- _Problem description_: Find every line with the string "payload" in the material below and copy it.

++++ Data section ++++

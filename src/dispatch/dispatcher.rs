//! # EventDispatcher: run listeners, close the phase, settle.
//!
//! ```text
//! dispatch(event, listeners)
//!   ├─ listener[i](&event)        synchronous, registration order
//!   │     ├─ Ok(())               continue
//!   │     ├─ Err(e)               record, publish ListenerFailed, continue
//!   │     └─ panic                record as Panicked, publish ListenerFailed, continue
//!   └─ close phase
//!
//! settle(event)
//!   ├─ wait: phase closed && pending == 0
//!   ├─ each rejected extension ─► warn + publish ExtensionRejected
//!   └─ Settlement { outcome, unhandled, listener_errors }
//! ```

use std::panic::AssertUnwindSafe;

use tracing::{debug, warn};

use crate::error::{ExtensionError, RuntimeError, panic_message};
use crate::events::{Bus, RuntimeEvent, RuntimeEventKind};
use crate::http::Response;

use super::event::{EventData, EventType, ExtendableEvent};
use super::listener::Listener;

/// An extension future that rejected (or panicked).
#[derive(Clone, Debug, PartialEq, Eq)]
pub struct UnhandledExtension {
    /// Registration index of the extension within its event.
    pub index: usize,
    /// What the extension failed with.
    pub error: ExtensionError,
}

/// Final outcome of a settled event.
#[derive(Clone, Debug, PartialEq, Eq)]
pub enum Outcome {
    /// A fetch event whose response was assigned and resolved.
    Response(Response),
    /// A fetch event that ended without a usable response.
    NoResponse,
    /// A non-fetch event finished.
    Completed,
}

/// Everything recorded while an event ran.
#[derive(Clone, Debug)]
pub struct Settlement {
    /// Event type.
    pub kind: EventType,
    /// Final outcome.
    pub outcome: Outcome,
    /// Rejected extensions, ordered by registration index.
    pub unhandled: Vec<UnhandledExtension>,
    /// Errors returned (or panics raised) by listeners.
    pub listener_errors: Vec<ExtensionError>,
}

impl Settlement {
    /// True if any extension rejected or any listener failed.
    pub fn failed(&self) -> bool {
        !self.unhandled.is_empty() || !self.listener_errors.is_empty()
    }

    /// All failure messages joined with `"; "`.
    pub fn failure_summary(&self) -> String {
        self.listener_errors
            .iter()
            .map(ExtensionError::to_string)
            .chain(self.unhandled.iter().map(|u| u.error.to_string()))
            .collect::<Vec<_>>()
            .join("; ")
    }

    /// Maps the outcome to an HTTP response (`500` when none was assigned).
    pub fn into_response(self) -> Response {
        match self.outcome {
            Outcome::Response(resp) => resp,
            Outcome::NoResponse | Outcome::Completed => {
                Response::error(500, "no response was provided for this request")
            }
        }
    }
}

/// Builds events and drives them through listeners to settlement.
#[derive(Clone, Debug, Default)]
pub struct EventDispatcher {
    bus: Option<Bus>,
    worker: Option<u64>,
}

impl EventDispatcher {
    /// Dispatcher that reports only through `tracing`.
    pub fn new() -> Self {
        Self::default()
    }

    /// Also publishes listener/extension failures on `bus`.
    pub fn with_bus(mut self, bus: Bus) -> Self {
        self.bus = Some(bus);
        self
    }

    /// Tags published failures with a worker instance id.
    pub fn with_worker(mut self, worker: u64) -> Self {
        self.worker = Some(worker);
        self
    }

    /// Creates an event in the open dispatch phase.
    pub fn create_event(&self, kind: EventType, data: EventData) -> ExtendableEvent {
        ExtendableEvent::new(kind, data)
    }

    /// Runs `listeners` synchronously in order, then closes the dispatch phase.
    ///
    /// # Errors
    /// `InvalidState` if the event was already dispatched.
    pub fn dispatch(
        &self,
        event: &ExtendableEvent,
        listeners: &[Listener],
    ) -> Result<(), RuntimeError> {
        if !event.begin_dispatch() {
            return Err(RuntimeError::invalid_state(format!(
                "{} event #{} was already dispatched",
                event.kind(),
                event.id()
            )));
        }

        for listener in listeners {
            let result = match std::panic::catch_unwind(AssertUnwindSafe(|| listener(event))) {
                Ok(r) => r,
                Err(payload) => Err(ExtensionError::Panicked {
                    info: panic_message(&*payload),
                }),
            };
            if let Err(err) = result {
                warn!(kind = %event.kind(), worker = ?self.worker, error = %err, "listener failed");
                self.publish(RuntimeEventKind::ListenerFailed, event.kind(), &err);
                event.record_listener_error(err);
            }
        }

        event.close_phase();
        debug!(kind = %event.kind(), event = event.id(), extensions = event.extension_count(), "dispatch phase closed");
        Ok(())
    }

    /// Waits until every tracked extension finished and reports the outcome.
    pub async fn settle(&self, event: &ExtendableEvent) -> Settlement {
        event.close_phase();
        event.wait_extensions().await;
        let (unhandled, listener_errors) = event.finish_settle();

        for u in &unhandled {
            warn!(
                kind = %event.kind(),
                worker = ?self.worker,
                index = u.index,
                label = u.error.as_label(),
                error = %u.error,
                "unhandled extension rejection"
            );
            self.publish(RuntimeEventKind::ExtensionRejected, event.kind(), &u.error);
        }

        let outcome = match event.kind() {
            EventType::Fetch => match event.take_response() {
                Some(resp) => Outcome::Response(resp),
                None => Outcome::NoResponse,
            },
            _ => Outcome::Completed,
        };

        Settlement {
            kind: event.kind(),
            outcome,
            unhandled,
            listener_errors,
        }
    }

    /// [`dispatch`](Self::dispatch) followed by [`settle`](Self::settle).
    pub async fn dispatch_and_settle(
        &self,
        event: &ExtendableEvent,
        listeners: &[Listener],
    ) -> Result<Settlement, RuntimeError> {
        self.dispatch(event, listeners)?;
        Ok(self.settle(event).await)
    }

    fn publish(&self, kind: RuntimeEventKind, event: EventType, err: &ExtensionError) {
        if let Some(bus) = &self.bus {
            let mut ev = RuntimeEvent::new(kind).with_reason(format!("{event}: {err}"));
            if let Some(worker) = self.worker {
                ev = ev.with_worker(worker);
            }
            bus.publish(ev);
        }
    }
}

++++
++++ Data section ++++

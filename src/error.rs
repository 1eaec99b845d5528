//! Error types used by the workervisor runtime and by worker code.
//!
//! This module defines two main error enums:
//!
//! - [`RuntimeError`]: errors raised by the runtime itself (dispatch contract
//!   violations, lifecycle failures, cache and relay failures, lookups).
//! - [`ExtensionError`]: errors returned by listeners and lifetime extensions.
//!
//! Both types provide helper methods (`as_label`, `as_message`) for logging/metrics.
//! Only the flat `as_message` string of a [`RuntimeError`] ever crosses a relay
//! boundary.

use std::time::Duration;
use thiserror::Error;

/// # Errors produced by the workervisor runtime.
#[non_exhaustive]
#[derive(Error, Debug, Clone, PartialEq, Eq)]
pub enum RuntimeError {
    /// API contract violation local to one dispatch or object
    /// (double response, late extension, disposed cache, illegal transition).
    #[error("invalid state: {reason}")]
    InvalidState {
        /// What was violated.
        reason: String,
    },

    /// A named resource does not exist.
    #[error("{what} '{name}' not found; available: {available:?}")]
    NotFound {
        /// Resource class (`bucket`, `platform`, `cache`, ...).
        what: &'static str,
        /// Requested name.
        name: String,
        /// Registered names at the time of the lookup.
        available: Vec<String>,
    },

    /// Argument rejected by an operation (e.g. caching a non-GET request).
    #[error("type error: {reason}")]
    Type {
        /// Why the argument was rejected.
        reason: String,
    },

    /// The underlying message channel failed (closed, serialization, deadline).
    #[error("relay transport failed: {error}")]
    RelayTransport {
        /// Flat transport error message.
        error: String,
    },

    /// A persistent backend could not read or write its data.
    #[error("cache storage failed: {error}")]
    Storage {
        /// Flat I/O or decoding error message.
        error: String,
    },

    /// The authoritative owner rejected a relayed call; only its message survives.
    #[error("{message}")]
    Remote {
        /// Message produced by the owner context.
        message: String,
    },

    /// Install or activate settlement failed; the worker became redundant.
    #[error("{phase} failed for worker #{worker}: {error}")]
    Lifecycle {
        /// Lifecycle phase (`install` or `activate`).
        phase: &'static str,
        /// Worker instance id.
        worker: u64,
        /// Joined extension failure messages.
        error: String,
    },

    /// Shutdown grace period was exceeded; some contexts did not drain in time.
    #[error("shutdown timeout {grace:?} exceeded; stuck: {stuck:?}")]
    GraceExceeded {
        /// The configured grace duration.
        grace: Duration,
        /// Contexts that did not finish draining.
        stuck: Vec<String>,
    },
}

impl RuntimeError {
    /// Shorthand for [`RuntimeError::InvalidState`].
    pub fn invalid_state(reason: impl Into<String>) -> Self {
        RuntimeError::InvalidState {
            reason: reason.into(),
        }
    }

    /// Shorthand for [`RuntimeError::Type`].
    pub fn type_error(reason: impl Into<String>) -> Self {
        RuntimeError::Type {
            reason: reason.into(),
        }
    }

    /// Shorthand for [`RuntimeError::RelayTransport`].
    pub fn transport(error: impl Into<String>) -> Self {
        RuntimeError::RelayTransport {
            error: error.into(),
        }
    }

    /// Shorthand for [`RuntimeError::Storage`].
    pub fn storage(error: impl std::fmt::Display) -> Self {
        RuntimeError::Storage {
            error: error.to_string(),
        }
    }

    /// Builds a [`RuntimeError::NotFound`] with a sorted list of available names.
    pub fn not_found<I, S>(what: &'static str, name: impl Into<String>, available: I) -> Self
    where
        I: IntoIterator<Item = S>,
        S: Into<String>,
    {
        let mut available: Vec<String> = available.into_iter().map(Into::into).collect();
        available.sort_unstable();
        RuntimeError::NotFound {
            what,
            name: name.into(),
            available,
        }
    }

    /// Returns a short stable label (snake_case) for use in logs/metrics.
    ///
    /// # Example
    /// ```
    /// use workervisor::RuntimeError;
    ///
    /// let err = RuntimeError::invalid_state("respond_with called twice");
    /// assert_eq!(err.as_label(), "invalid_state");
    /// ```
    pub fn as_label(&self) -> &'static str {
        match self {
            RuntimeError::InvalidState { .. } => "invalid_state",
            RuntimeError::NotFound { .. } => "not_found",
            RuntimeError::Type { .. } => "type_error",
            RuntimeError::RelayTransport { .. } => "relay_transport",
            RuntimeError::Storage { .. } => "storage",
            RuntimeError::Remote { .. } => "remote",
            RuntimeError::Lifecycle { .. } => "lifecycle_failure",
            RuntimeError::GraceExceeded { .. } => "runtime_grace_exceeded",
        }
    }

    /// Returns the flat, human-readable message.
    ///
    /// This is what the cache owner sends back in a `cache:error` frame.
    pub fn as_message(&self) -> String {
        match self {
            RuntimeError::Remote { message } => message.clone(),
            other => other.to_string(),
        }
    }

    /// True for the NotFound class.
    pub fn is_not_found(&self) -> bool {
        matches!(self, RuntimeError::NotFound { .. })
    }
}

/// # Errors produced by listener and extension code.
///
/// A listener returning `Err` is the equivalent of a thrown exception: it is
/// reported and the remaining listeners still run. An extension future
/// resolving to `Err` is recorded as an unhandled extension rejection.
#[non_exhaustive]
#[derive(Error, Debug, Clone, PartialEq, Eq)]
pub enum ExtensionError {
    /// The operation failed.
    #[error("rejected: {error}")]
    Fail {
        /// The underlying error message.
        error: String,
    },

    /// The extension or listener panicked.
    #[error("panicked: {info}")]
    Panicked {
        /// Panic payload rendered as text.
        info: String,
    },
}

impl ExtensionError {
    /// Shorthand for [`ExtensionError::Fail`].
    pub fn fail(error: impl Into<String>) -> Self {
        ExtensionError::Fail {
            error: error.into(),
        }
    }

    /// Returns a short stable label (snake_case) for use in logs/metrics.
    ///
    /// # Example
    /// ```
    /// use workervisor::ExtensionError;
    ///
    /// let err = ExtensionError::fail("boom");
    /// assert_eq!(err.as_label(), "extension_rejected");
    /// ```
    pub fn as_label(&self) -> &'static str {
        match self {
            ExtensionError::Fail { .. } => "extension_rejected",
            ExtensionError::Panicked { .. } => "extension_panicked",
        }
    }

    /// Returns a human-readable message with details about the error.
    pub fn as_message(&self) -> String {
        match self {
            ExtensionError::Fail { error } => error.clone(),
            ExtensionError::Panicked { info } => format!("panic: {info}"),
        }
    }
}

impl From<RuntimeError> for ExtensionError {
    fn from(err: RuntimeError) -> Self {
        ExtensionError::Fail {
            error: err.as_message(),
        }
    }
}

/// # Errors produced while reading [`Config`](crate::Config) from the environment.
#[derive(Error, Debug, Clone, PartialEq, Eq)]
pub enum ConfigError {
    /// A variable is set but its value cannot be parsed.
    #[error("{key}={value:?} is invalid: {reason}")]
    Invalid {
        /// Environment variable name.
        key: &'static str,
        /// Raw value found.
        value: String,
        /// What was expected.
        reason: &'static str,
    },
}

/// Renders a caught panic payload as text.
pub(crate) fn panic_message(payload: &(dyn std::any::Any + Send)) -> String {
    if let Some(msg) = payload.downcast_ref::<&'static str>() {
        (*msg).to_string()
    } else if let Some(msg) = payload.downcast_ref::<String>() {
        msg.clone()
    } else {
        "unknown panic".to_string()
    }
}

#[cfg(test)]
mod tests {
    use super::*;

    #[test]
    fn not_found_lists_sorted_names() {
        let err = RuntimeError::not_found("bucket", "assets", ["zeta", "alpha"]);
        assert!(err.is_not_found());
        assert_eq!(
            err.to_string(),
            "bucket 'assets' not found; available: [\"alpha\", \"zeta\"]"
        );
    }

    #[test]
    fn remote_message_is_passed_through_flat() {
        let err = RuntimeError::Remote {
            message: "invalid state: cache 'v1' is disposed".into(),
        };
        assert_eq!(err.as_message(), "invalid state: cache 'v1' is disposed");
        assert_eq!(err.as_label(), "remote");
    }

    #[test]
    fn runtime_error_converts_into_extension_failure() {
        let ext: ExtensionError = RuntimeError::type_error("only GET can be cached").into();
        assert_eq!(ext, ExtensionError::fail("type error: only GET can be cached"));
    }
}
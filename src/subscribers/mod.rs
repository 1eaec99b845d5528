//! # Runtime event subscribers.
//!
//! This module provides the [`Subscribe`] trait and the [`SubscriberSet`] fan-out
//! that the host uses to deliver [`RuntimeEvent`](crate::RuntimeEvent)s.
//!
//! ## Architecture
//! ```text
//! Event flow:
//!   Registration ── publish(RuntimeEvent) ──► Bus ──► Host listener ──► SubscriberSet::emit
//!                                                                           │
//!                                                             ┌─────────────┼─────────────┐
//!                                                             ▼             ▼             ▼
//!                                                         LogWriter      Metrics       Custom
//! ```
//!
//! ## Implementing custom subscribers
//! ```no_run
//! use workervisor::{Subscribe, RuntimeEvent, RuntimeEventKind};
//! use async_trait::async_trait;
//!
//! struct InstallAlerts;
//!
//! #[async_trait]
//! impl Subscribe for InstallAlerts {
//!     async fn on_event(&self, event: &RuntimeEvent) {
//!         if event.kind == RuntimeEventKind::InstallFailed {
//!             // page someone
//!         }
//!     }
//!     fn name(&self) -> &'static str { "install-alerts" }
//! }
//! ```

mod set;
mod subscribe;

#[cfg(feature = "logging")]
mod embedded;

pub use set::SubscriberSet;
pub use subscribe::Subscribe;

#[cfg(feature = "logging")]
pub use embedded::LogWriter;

++++

- _Task response_:
                Err(payload) => Err(ExtensionError::Panicked {
                    info: panic_message(&*payload),
        /// Panic payload rendered as text.
/// Renders a caught panic payload as text.
pub(crate) fn panic_message(payload: &(dyn std::any::Any + Send)) -> String {
    if let Some(msg) = payload.downcast_ref::<&'static str>() {
    } else if let Some(msg) = payload.downcast_ref::<String>() {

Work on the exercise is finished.